HIV/AIDS summit unites experts, activists. Their goal: Stop the disease
October 10, 2014 | by Denise Heady
First, the good news: HIV infections have dropped dramatically over the past 30 years. Doctors, researchers and health officials have made great strides in preventing and treating the disease, turning what was once a death sentence into, for some, a chronic condition. Now, the reality check: HIV is still a worldwide health threat.
Worldwide, more than 34 million people are living with HIV or AIDs, and 1.1 million of those live in the United States.
City of Hope’s eighth annual San Gabriel Valley HIV/AIDS Action Summit brought together experts and activists to discuss, and help raise awareness of, the prevention, treatment and ultimate cure of HIV and AIDS.
Former State Assemblymember Anthony J. Portantino co-hosted the event, which included students from Duarte High School, Blair High School’s Health Careers Academy, CIS Academy in Pasadena, California, and the Applied Technology Center high school in Montebello.

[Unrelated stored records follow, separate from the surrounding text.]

impl DeliberationDialogue {
    pub fn new(topic: Proposition, goal: Option<Proposition>) -> Self {
        Self::with_config(topic, goal, EngineConfig::default())
    }

    pub fn with_config(topic: Proposition, goal: Option<Proposition>, config: EngineConfig) -> Self {
        Self {
            state: DeliberationState::Unopened,
            topic,
            goal,
            proposals: Vec::new(),
            informed: Vec::new(),
            non_targeted: Vec::new(),
            termination: None,
            config,
        }
    }

    pub fn state(&self) -> DeliberationState {
        self.state
    }

    pub fn set_state(&mut self, state: DeliberationState) {
        if self.state != state {
            info!(from = %self.state, to = %state, "deliberation state changed");
            self.state = state;
        }
    }

    pub fn topic(&self) -> &Proposition {
        &self.topic
    }

    pub fn goal(&self) -> Option<&Proposition> {
        self.goal.as_ref()
    }

    pub fn config(&self) -> &EngineConfig {
        &self.config
    }

    /// Proposals in the order they were made
    pub fn proposals(&self) -> &[Proposal] {
        &self.proposals
    }

    /// Proposal opened by move `id`
    pub fn proposal(&self, id: MoveId) -> Option<&Proposal> {
        self.proposals.iter().find(|p| p.id() == id)
    }

    /// Beliefs shared with `inform`, in the order first informed
    pub fn informed_beliefs(&self) -> &[Proposition] {
        &self.informed
    }

    pub fn is_informed(&self, belief: &Proposition) -> bool {
        self.informed.contains(belief)
    }

    /// Preference and dialogue-control moves, which never join a tree
    pub fn non_targeted(&self) -> &[Move] {
        &self.non_targeted
    }

    pub fn termination_reason(&self) -> Option<&TerminationReason> {
        self.termination.as_ref()
    }

    /// Apply a batch of moves in order
    ///
    /// Either every move is applied or none is: on error the dialogue is
    /// left exactly as it was before the call.
    pub fn update(&mut self, moves: impl IntoIterator<Item = Move>) -> Result<(), DialogueError> {
        if self.state == DeliberationState::Terminated {
            return Err(DialogueError::StateViolation(
                "the dialogue has terminated".to_string(),
            ));
        }
        let mut journal = Vec::new();
        for mv in moves {
            let id = mv.id();
            match self.apply(mv) {
                Ok(change) => journal.push(change),
                Err(err) => {
                    warn!(move_id = id, error = %err, undone = journal.len(), "batch rejected");
                    self.rollback(journal);
                    return Err(err);
                }
            }
        }
        debug!(
            applied = journal.len(),
            proposals = self.proposals.len(),
            "batch applied"
        );
        Ok(())
    }

    /// Undo journalled changes, newest first
    fn rollback(&mut self, journal: Vec<Applied>) {
        for change in journal.into_iter().rev() {
            match change {
                Applied::Opened => {
                    self.proposals.pop();
                }
                Applied::Informed => {
                    self.informed.pop();
                }
                Applied::NonTargeted => {
                    self.non_targeted.pop();
                }
                Applied::Reply { proposal, id } => {
                    if let Some(proposal) = self.proposals.get_mut(proposal) {
                        if let Err(err) = proposal.tree.remove_subtree(id) {
                            warn!(move_id = id, error = %err, "rollback could not detach reply");
                        }
                    }
                }
                Applied::Unchanged => {}
            }
        }
    }

    /// First protocol rule the move would break, if any
    pub fn check(&self, candidate: &Move) -> Option<ProtocolViolation> {
        first_violation(&self.config.protocol_rules, self, candidate)
    }

    fn apply(&mut self, mv: Move) -> Result<Applied, DialogueError> {
        if let Some(violation) = self.check(&mv) {
            return Err(violation.into());
        }
        self.ensure_unused(mv.id())?;
        match mv.locution() {
            Locution::Propose(_) => self.open_proposal(mv).map(|_| Applied::Opened),
            Locution::Inform(belief) => {
                debug!(move_id = mv.id(), "belief informed");
                if self.informed.contains(belief) {
                    return Ok(Applied::Unchanged);
                }
                self.informed.push(belief.clone());
                Ok(Applied::Informed)
            }
            Locution::Prefer(_)
            | Locution::PreferEqual(_)
            | Locution::JoinDialogue(_)
            | Locution::OpenDialogue(_)
            | Locution::DenyDialogue(_) => {
                debug!(move_id = mv.id(), kind = %mv.locution().kind(), "non-targeted move recorded");
                self.non_targeted.push(mv);
                Ok(Applied::NonTargeted)
            }
            Locution::Why(_)
            | Locution::Argue(_)
            | Locution::Concede(_)
            | Locution::Retract(_)
            | Locution::Reject(_)
            | Locution::WhyReject(_)
            | Locution::WhyPropose(_)
            | Locution::DropReject(_) => self
                .attach(mv)
                .map(|(proposal, id)| Applied::Reply { proposal, id }),
            Locution::Claim(_) => Err(DialogueError::UnsupportedLocution {
                kind: mv.locution().kind(),
                dialogue: "deliberation",
            }),
        }
    }

    /// Move ids are unique across every proposal and the non-targeted list
    fn ensure_unused(&self, id: MoveId) -> Result<(), DialogueError> {
        let taken = self.find_node_by_index(id).is_some()
            || self.non_targeted.iter().any(|m| m.id() == id);
        if taken {
            return Err(TreeError::DuplicateId(id).into());
        }
        Ok(())
    }

    fn open_proposal(&mut self, mv: Move) -> Result<MoveId, DialogueError> {
        if self.state != DeliberationState::Deliberating {
            return Err(DialogueError::StateViolation(format!(
                "move #{} proposes while the dialogue is {}",
                mv.id(),
                self.state
            )));
        }
        let proposal = Proposal::open(mv)?;
        let id = proposal.id();
        debug!(move_id = id, option = %proposal.option().option, "proposal opened");
        self.proposals.push(proposal);
        Ok(id)
    }

    /// Attach a reply to the first proposal, in creation order, that holds
    /// its target
    ///
    /// Unlike [`update`](Self::update) this applies a single move with no
    /// protocol check and no rollback.
    pub fn add_move_node(&mut self, mv: Move) -> Result<MoveId, DialogueError> {
        self.ensure_unused(mv.id())?;
        self.attach(mv).map(|(_, id)| id)
    }

    /// Route a reply to its proposal; returns the proposal's position and
    /// the reply id
    fn attach(&mut self, mv: Move) -> Result<(usize, MoveId), DialogueError> {
        let Some(target) = mv.target() else {
            return Err(DialogueError::TargetNotFound {
                move_id: mv.id(),
                target: None,
            });
        };
        for (position, proposal) in self.proposals.iter_mut().enumerate() {
            let found = match proposal.locate(target) {
                Lookup::Found(_) => true,
                Lookup::NotInThisTree => false,
                Lookup::Structural(err) => return Err(err.into()),
            };
            if found {
                debug!(move_id = mv.id(), target, proposal = proposal.id(), "reply attached");
                return proposal.add_move_node(mv).map(|id| (position, id));
            }
        }
        Err(DialogueError::TargetNotFound {
            move_id: mv.id(),
            target: Some(target),
        })
    }

    fn proposal_holding(&self, id: MoveId) -> Result<&Proposal, DialogueError> {
        self.proposals
            .iter()
            .find(|p| p.contains(id))
            .ok_or(DialogueError::NotInTree(id))
    }

    /// Dialectical status of any move in any proposal
    pub fn is_in(&self, id: MoveId) -> Result<bool, DialogueError> {
        self.proposal_holding(id)?
            .is_in(id, self.config.concede_matching)
    }

    /// Direct replies to `id`
    pub fn replies(&self, id: MoveId) -> Result<Vec<&Move>, DialogueError> {
        self.proposal_holding(id)?.replies(id)
    }

    /// Look a move up in any proposal
    pub fn find_node_by_index(&self, id: MoveId) -> Option<&Move> {
        self.proposals
            .iter()
            .find_map(|p| p.tree().find(id).map(|n| n.data()))
    }

    /// Active attackers of every proposal, proposals in creation order
    pub fn active_attackers(&self) -> Result<Vec<&Move>, DialogueError> {
        let mut out = Vec::new();
        for proposal in &self.proposals {
            out.extend(proposal.active_attackers(self.config.concede_matching)?);
        }
        Ok(out)
    }

    /// Proposals that currently stand, in creation order
    pub fn accepted_proposals(&self) -> Result<Vec<&Proposal>, DialogueError> {
        let mut out = Vec::new();
        for proposal in &self.proposals {
            if proposal.is_accepted(self.config.concede_matching)? {
                out.push(proposal);
            }
        }
        Ok(out)
    }

    /// First configured termination rule that fires
    pub fn check_termination(
        &self,
        participant_count: usize,
        consecutive_skips: usize,
    ) -> Option<TerminationReason> {
        first_termination(
            &self.config.termination_rules,
            self,
            participant_count,
            consecutive_skips,
        )
    }

    pub fn terminate(&mut self, reason: TerminationReason) {
        info!(reason = %reason, "deliberation terminated");
        self.termination = Some(reason);
        self.set_state(DeliberationState::Terminated);
    }

    /// Winning proposal under the configured outcome rule
    pub fn winner<R: Rng + ?Sized>(&self, rng: &mut R) -> Result<Option<&Proposal>, DialogueError> {
        self.config.deliberation_outcome.select(self, rng)
    }
}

Alexandra Levine, M.D., M.A.C.P., chief medical officer of City of Hope and deputy director for clinical programs of the cancer center, reflected on how far HIV/AIDS treatment has come even as she offered a stark reminder of today's reality. Even though HIV is no longer a death sentence, she said, the disease is not to be taken lightly.

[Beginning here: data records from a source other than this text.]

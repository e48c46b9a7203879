//! Protocol, termination and outcome rules
//!
//! Rules are plain enums so a session can list them in configuration.
//! Each one is a pure function of the dialogue state it is handed.

pub mod outcome;
pub mod protocol;
pub mod termination;

pub use outcome::{DeliberationOutcome, PersuasionOutcome};
pub use protocol::{first_violation, MoveLookup, ProtocolRule};
pub use termination::{first_termination, TerminationReason, TerminationRule};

Levine, an expert in blood disorders who was on the front lines of the early fight against HIV/AIDS, noted that once people are infected with HIV, they need to be on medication for the rest of their lives.
"Drugs are miraculous, but they do not cure," she said.
To highlight the importance of advocating for more HIV/AIDS research and awareness, Levine shared some grim statistics:
- Each day, more than 7,000 new infections occur worldwide.
- Every 9.2 minutes, someone is infected with the HIV virus.
- 18,000 people die every year in the U.S. from HIV and AIDS.
- Only 24 percent of HIV-infected people are taking anti-viral drugs.
- 39 percent of all new HIV infections occur in people age 13 to 29.
Educating young people on HIV/AIDS and getting the word out to others is critical to decreasing the incidence rates of the disease. According to Levine, the most important thing a person can do is simply “respect yourself.” Respect yourself enough to be aware and protect yourself from the virus, she said.
Keynote speaker Herb K. Schultz, president and CEO of Eisner Pediatric & Family Medical Center and Pediatric & Family Medical Foundation, also shared his personal journey with HIV to the students.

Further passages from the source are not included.